Saved entries:
****************

//! # ActorEntity Trait
//!
//! The `ActorEntity` trait defines the contract every persisted resource (Customer, Hotel,
//! Reservation, …) implements to be managed by the generic `ResourceActor`. It names the
//! collection the entity lives in, the DTOs for create/update/action requests, the runtime
//! context and the error type, and provides lifecycle hooks around every write.
//!
//! # Write Pipeline
//!
//! Every write follows the same order inside the actor:
//!
//! 1. Build a *candidate* (a new entity, or a clone of the stored one).
//! 2. Run the hook (`on_create`, `on_update`, `handle_action`, `on_delete`).
//! 3. Persist the whole collection with the candidate in place.
//! 4. Commit the candidate to memory.
//! 5. Run the post-commit hook (`after_action`) where one exists.
//!
//! When step 3 fails after `on_create` already produced side effects in other actors,
//! `on_create_aborted` runs so the entity can undo them.

use async_trait::async_trait;
use serde::de::DeserializeOwned;
use serde::Serialize;
use std::fmt::{Debug, Display};
use std::hash::Hash;

/// Trait that any resource entity must implement to be managed by ResourceActor.
///
/// # Async & Context
/// This trait is `#[async_trait]` to allow asynchronous operations in hooks (e.g., calling other actors).
/// It also defines a `Context` type, which is injected into every hook. This allows "Late Binding"
/// of dependencies (passing clients to `run()` instead of `new()`).
///
/// # Identity
/// Identifiers are supplied by the caller inside the create payload and read back through
/// [`ActorEntity::id`]. The actor rejects a create whose id is already stored.
#[async_trait]
pub trait ActorEntity: Clone + Serialize + DeserializeOwned + Send + Sync + 'static {
    /// The unique identifier for this entity (e.g., String, Uuid, u64).
    type Id: Eq + Hash + Clone + Send + Sync + Display + Debug;

    /// The data required to create a new instance (DTO - Data Transfer Object).
    type Create: Send + Sync + Debug;

    /// The data required to update an existing instance.
    type Update: Send + Sync + Debug;

    /// Enum representing resource-specific operations (e.g., `ReserveRoom`).
    type Action: Send + Sync + Debug;

    /// The result type returned by custom actions.
    type ActionResult: Send + Sync + Debug;

    /// The runtime context (dependencies) injected into the actor.
    /// Use `()` if no dependencies are needed.
    type Context: Send + Sync;

    /// The error type for this entity.
    ///
    /// One enum per actor rather than one per message: clients deal with a single error
    /// type and match on the variants they care about.
    type Error: std::error::Error + Send + Sync + 'static;

    /// Name of the persisted collection (e.g. `"hotels"`).
    const COLLECTION: &'static str;

    fn id(&self) -> &Self::Id;

    /// Construct the full entity from the create payload, validating it.
    /// This is called synchronously before `on_create`.
    fn from_create_params(params: Self::Create) -> Result<Self, Self::Error>;

    /// Checks an entity decoded from storage. Returning `false` skips the record on load.
    fn is_consistent(&self) -> bool {
        true
    }

    // --- Lifecycle Hooks (Async) ---

    /// Called after the duplicate-id check and before the new entity is persisted.
    /// Use this hook to perform validation or side effects (e.g., checking other actors).
    async fn on_create(&mut self, _ctx: &Self::Context) -> Result<(), Self::Error> {
        Ok(())
    }

    /// Called when `on_create` succeeded but persisting the new entity failed.
    async fn on_create_aborted(&self, _ctx: &Self::Context) {}

    /// Called when an update request is received.
    async fn on_update(
        &mut self,
        update: Self::Update,
        _ctx: &Self::Context,
    ) -> Result<(), Self::Error>;

    /// Called immediately before the entity is removed from the system.
    async fn on_delete(&self, _ctx: &Self::Context) -> Result<(), Self::Error> {
        Ok(())
    }

    // --- Action Handlers (Async) ---

    /// Handle a custom resource-specific action against the candidate state.
    async fn handle_action(
        &mut self,
        action: Self::Action,
        _ctx: &Self::Context,
    ) -> Result<Self::ActionResult, Self::Error>;

    /// Called after an action's new state has been persisted and committed.
    ///
    /// An error here is reported to the caller, but the committed state stays.
    async fn after_action(
        &self,
        _result: &Self::ActionResult,
        _ctx: &Self::Context,
    ) -> Result<(), Self::Error> {
        Ok(())
    }
}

****************

PROMPT: Every line of the data should be copied exactly.

SOLUTION:
//! # ActorEntity Trait
//!
//! The `ActorEntity` trait defines the contract every persisted resource (Customer, Hotel,
//! Reservation, …) implements to be managed by the generic `ResourceActor`. It names the
//! collection the entity lives in, the DTOs for create/update/action requests, the runtime
//! context and the error type, and provides lifecycle hooks around every write.
//!
//! # Write Pipeline
//!
//! Every write follows the same order inside the actor:
//!
//! 1. Build a *candidate* (a new entity, or a clone of the stored one).
//! 2. Run the hook (`on_create`, `on_update`, `handle_action`, `on_delete`).
//! 3. Persist the whole collection with the candidate in place.
//! 4. Commit the candidate to memory.
//! 5. Run the post-commit hook (`after_action`) where one exists.
//!
//! When step 3 fails after `on_create` already produced side effects in other actors,
//! `on_create_aborted` runs so the entity can undo them.

use async_trait::async_trait;
use serde::de::DeserializeOwned;
use serde::Serialize;
use std::fmt::{Debug, Display};
use std::hash::Hash;

/// Trait that any resource entity must implement to be managed by ResourceActor.
///
/// # Async & Context
/// This trait is `#[async_trait]` to allow asynchronous operations in hooks (e.g., calling other actors).
/// It also defines a `Context` type, which is injected into every hook. This allows "Late Binding"
/// of dependencies (passing clients to `run()` instead of `new()`).
///
/// # Identity
/// Identifiers are supplied by the caller inside the create payload and read back through
/// [`ActorEntity::id`]. The actor rejects a create whose id is already stored.
#[async_trait]
pub trait ActorEntity: Clone + Serialize + DeserializeOwned + Send + Sync + 'static {
    /// The unique identifier for this entity (e.g., String, Uuid, u64).
    type Id: Eq + Hash + Clone + Send + Sync + Display + Debug;

    /// The data required to create a new instance (DTO - Data Transfer Object).
    type Create: Send + Sync + Debug;

    /// The data required to update an existing instance.
    type Update: Send + Sync + Debug;

    /// Enum representing resource-specific operations (e.g., `ReserveRoom`).
    type Action: Send + Sync + Debug;

    /// The result type returned by custom actions.
    type ActionResult: Send + Sync + Debug;

    /// The runtime context (dependencies) injected into the actor.
    /// Use `()` if no dependencies are needed.
    type Context: Send + Sync;

    /// The error type for this entity.
    ///
    /// One enum per actor rather than one per message: clients deal with a single error
    /// type and match on the variants they care about.
    type Error: std::error::Error + Send + Sync + 'static;

    /// Name of the persisted collection (e.g. `"hotels"`).
    const COLLECTION: &'static str;

    fn id(&self) -> &Self::Id;

    /// Construct the full entity from the create payload, validating it.
    /// This is called synchronously before `on_create`.
    fn from_create_params(params: Self::Create) -> Result<Self, Self::Error>;

    /// Checks an entity decoded from storage. Returning `false` skips the record on load.
    fn is_consistent(&self) -> bool {
        true
    }

    // --- Lifecycle Hooks (Async) ---

    /// Called after the duplicate-id check and before the new entity is persisted.
    /// Use this hook to perform validation or side effects (e.g., checking other actors).
    async fn on_create(&mut self, _ctx: &Self::Context) -> Result<(), Self::Error> {
        Ok(())
    }

    /// Called when `on_create` succeeded but persisting the new entity failed.
    async fn on_create_aborted(&self, _ctx: &Self::Context) {}

    /// Called when an update request is received.
    async fn on_update(
        &mut self,
        update: Self::Update,
        _ctx: &Self::Context,
    ) -> Result<(), Self::Error>;

    /// Called immediately before the entity is removed from the system.
    async fn on_delete(&self, _ctx: &Self::Context) -> Result<(), Self::Error> {
        Ok(())
    }

    // --- Action Handlers (Async) ---

    /// Handle a custom resource-specific action against the candidate state.
    async fn handle_action(
        &mut self,
        action: Self::Action,
        _ctx: &Self::Context,
    ) -> Result<Self::ActionResult, Self::Error>;

    /// Called after an action's new state has been persisted and committed.
    ///
    /// An error here is reported to the caller, but the committed state stays.
    async fn after_action(
        &self,
        _result: &Self::ActionResult,
        _ctx: &Self::Context,
    ) -> Result<(), Self::Error> {
        Ok(())
    }
}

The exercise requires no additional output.